Saved entries:

--

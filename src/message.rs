//! # Protocol Messages
//!
//! This module defines the tagged message type exchanged between the session
//! processes and the cloud. A [`Command`] is a value type: whichever process
//! dequeues it owns it, and nothing aliases it after dispatch.
//!
//! Two families exist on the wire: *upstream* commands travel device → cloud
//! (capability announce, thing-id request, last-values request, OTA begin and
//! progress) and *downstream* commands travel cloud → device (thing-id
//! assignment, last-values notification, OTA available). A third, internal
//! family never reaches the codec; those commands coordinate the processes
//! through the message bus.
//!
//! Field buffers are fixed-capacity [`heapless`] types so every maximum
//! length is a visible, checked invariant rather than an unchecked copy.

use heapless::String;

/// Maximum length of a thing identifier (a UUID string).
pub const THING_ID_CAPACITY: usize = 36;
/// Maximum length of a device identifier.
pub const DEVICE_ID_CAPACITY: usize = 36;
/// Maximum length of the announced library version.
pub const LIB_VERSION_CAPACITY: usize = 10;
/// Maximum length of an OTA download URL.
pub const OTA_URL_CAPACITY: usize = 256;
/// Length of an OTA update identifier.
pub const OTA_ID_LEN: usize = 16;
/// Length of a SHA-256 digest.
pub const SHA256_LEN: usize = 32;

/// A cloud-side logical identity a device attaches to.
pub type ThingId = String<THING_ID_CAPACITY>;
/// The physical device identity used to derive topic names.
pub type DeviceId = String<DEVICE_ID_CAPACITY>;
/// An OTA download location.
pub type OtaUrl = String<OTA_URL_CAPACITY>;

/// Wire and internal message identifiers.
///
/// The wire values match the deployed protocol; internal identifiers live in
/// a reserved low range and are never encoded.
#[derive(Debug, Clone, Copy, PartialEq, Eq)]
#[cfg_attr(feature = "defmt", derive(defmt::Format))]
#[repr(u32)]
pub enum CommandId {
    // Upstream (device -> cloud).
    OtaBeginUp = 0x10000,
    OtaProgressUp = 0x10200,
    ThingIdRequestUp = 0x10300,
    LastValuesRequestUp = 0x10500,
    DeviceBeginUp = 0x10700,

    // Downstream (cloud -> device).
    OtaUpdateDown = 0x10100,
    ThingIdAssignmentDown = 0x10400,
    LastValuesDown = 0x10600,

    // Internal (never encoded).
    AttachThing = 100,
    DeviceAttached = 200,
    SendProperties = 300,
    Disconnected = 400,
    Reset = 500,
}

impl CommandId {
    /// Whether this identifier belongs to the cloud → device family.
    pub fn is_downstream(self) -> bool {
        matches!(
            self,
            CommandId::OtaUpdateDown | CommandId::ThingIdAssignmentDown | CommandId::LastValuesDown
        )
    }

    /// Whether this identifier is internal to the session and must never be
    /// wire-encoded.
    pub fn is_internal(self) -> bool {
        (self as u32) < 0x10000
    }
}

/// A protocol message. The variant is the tag that determines which fields
/// are valid.
#[derive(Debug, Clone, PartialEq)]
pub enum Command {
    /// Capability announce carrying the library version.
    DeviceBegin { lib_version: String<LIB_VERSION_CAPACITY> },
    /// Ask the cloud which thing this device is bound to.
    ThingIdRequest,
    /// Ask the cloud for the last known property values (the shadow).
    LastValuesRequest,
    /// Announce the checksum of the currently running firmware.
    OtaBegin { sha256: [u8; SHA256_LEN] },
    /// Report OTA progress or failure.
    ///
    /// `state` is the coordinator's wire state code, `state_data` carries a
    /// negative error code for failures and zero otherwise.
    OtaProgress {
        id: [u8; OTA_ID_LEN],
        state: u8,
        state_data: i32,
        time: u64,
    },

    /// The cloud assigned (or refused, with an empty id) a thing identity.
    ThingIdAssignment { thing_id: ThingId },
    /// The shadow payload arrived; the values were already applied to the
    /// property container by the orchestrator.
    LastValues,
    /// A firmware update is available for download.
    OtaUpdate {
        id: [u8; OTA_ID_LEN],
        url: OtaUrl,
        initial_sha256: [u8; SHA256_LEN],
        final_sha256: [u8; SHA256_LEN],
    },

    /// Internal: the device process asks the orchestrator to perform the
    /// attach handshake for the given thing.
    AttachThing { thing_id: ThingId },
    /// Internal: the orchestrator acknowledges a successful attach.
    DeviceAttached,
    /// Internal: the thing process asks for a property container encode and
    /// transmit pass.
    SendProperties,
    /// Internal: a process requests a full session teardown.
    Disconnected,
    /// Internal: the orchestrator resets the processes after a teardown.
    Reset,
}

impl Command {
    /// The identifier tag of this message.
    pub fn id(&self) -> CommandId {
        match self {
            Command::DeviceBegin { .. } => CommandId::DeviceBeginUp,
            Command::ThingIdRequest => CommandId::ThingIdRequestUp,
            Command::LastValuesRequest => CommandId::LastValuesRequestUp,
            Command::OtaBegin { .. } => CommandId::OtaBeginUp,
            Command::OtaProgress { .. } => CommandId::OtaProgressUp,
            Command::ThingIdAssignment { .. } => CommandId::ThingIdAssignmentDown,
            Command::LastValues => CommandId::LastValuesDown,
            Command::OtaUpdate { .. } => CommandId::OtaUpdateDown,
            Command::AttachThing { .. } => CommandId::AttachThing,
            Command::DeviceAttached => CommandId::DeviceAttached,
            Command::SendProperties => CommandId::SendProperties,
            Command::Disconnected => CommandId::Disconnected,
            Command::Reset => CommandId::Reset,
        }
    }
}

--

What to produce: Exact reproduction is required. Give the lines of the data from its first line through the line containing "pub type OtaUrl = String<OTA_URL_CAPACITY>;", and no others.

Response:
filename src/message.rs
//! # Protocol Messages
//!
//! This module defines the tagged message type exchanged between the session
//! processes and the cloud. A [`Command`] is a value type: whichever process
//! dequeues it owns it, and nothing aliases it after dispatch.
//!
//! Two families exist on the wire: *upstream* commands travel device → cloud
//! (capability announce, thing-id request, last-values request, OTA begin and
//! progress) and *downstream* commands travel cloud → device (thing-id
//! assignment, last-values notification, OTA available). A third, internal
//! family never reaches the codec; those commands coordinate the processes
//! through the message bus.
//!
//! Field buffers are fixed-capacity [`heapless`] types so every maximum
//! length is a visible, checked invariant rather than an unchecked copy.

use heapless::String;

/// Maximum length of a thing identifier (a UUID string).
pub const THING_ID_CAPACITY: usize = 36;
/// Maximum length of a device identifier.
pub const DEVICE_ID_CAPACITY: usize = 36;
/// Maximum length of the announced library version.
pub const LIB_VERSION_CAPACITY: usize = 10;
/// Maximum length of an OTA download URL.
pub const OTA_URL_CAPACITY: usize = 256;
/// Length of an OTA update identifier.
pub const OTA_ID_LEN: usize = 16;
/// Length of a SHA-256 digest.
pub const SHA256_LEN: usize = 32;

/// A cloud-side logical identity a device attaches to.
pub type ThingId = String<THING_ID_CAPACITY>;
/// The physical device identity used to derive topic names.
pub type DeviceId = String<DEVICE_ID_CAPACITY>;
/// An OTA download location.
pub type OtaUrl = String<OTA_URL_CAPACITY>;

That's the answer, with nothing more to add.